'''

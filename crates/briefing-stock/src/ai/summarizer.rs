//! Three-line news summaries with sentiment

use super::AiClient;
use super::parse::parse_summary_reply;
use crate::model::{NewsItem, NewsSummary};
use crate::prompts::{ANALYST_SYSTEM, SUMMARIZE_NEWS};
use briefing_prompt::{Language, PromptRegistry};
use serde_json::json;
use std::sync::Arc;
use tracing::{info, warn};

/// Fallback text: a fixed header and the collected titles
///
/// ```
/// use briefing_prompt::Language;
/// use briefing_stock::ai::fallback_summary;
///
/// let text = fallback_summary(&Language::English, &["Fed holds rates".to_string()]);
/// assert!(text.ends_with("\n- Fed holds rates"));
/// ```
pub fn fallback_summary(language: &Language, titles: &[String]) -> String {
    let header = match language {
        Language::Korean => "⚠️ AI 요약을 가져오지 못해 수집된 뉴스 제목을 그대로 전합니다:",
        _ => "⚠️ The AI summary is unavailable; here are the collected headlines:",
    };

    let mut text = header.to_string();
    for title in titles {
        text.push_str("\n- ");
        text.push_str(title);
    }
    text
}

/// Summarizes a ticker's news, falling back to the raw titles
pub struct Summarizer {
    client: AiClient,
    prompts: Arc<PromptRegistry>,
    language: Language,
}

impl Summarizer {
    pub fn new(client: AiClient, prompts: Arc<PromptRegistry>, language: Language) -> Self {
        Self {
            client,
            prompts,
            language,
        }
    }

    /// Summary for `name (ticker)`; never fails
    ///
    /// Returns `None` when there is no news to summarize.
    pub async fn summarize(&self, ticker: &str, name: &str, news: &[NewsItem]) -> Option<NewsSummary> {
        if news.is_empty() {
            return None;
        }
        let titles: Vec<String> = news.iter().map(|n| n.title.clone()).collect();

        let prompts = self
            .prompts
            .render_with_lang(ANALYST_SYSTEM, &self.language, &json!({}))
            .and_then(|system| {
                let user = self.prompts.render_with_lang(
                    SUMMARIZE_NEWS,
                    &self.language,
                    &json!({ "ticker": ticker, "name": name, "news": news }),
                )?;
                Ok((system, user))
            });
        let (system, user) = match prompts {
            Ok(pair) => pair,
            Err(e) => {
                warn!(ticker, error = %e, "summary prompt failed to render");
                return Some(NewsSummary::Fallback(fallback_summary(&self.language, &titles)));
            }
        };

        let reply = match self.client.complete("summarize", &system, &user).await {
            Ok(reply) => reply,
            Err(e) => {
                warn!(ticker, error = %e, "summary request failed, using headlines");
                return Some(NewsSummary::Fallback(fallback_summary(&self.language, &titles)));
            }
        };

        match parse_summary_reply(&reply) {
            Ok((lines, sentiment)) => {
                info!(ticker, ?sentiment, "news summarized");
                Some(NewsSummary::Parsed { lines, sentiment })
            }
            Err(e) => {
                warn!(ticker, error = %e, "summary reply rejected, using headlines");
                Some(NewsSummary::Fallback(fallback_summary(&self.language, &titles)))
            }
        }
    }
}
//! Error types for prompt operations

use thiserror::Error;

/// Result type for prompt operations
pub type Result<T> = std::result::Result<T, PromptError>;

/// Errors that can occur during prompt operations
#[derive(Error, Debug)]
pub enum PromptError {
    /// Template not found for the specified language
    #[error("Template '{name}' not found for language '{language}'")]
    TemplateNotFound { name: String, language: String },

    /// Template parsing failed
    #[error("Failed to parse template '{name}' for language '{language}': {detail}")]
    TemplateParseFailed {
        name: String,
        language: String,
        detail: String,
    },

    /// Template rendering failed
    #[error("Failed to render template '{name}': {detail}")]
    RenderError { name: String, detail: String },

    /// No variants provided when building
    #[error("No templates provided for '{0}'")]
    NoTemplatesProvided(String),

    /// No language available for the template
    #[error("No language available for template '{0}'")]
    NoLanguageAvailable(String),

    /// Template not registered in registry
    #[error("Template '{0}' not registered")]
    TemplateNotRegistered(String),
}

'''

§ DESCRIPTION OF THE TASK: Return one number, the count of lines in the records holding the word "text".

§ SOLUTION TO THIS PROBLEM: 7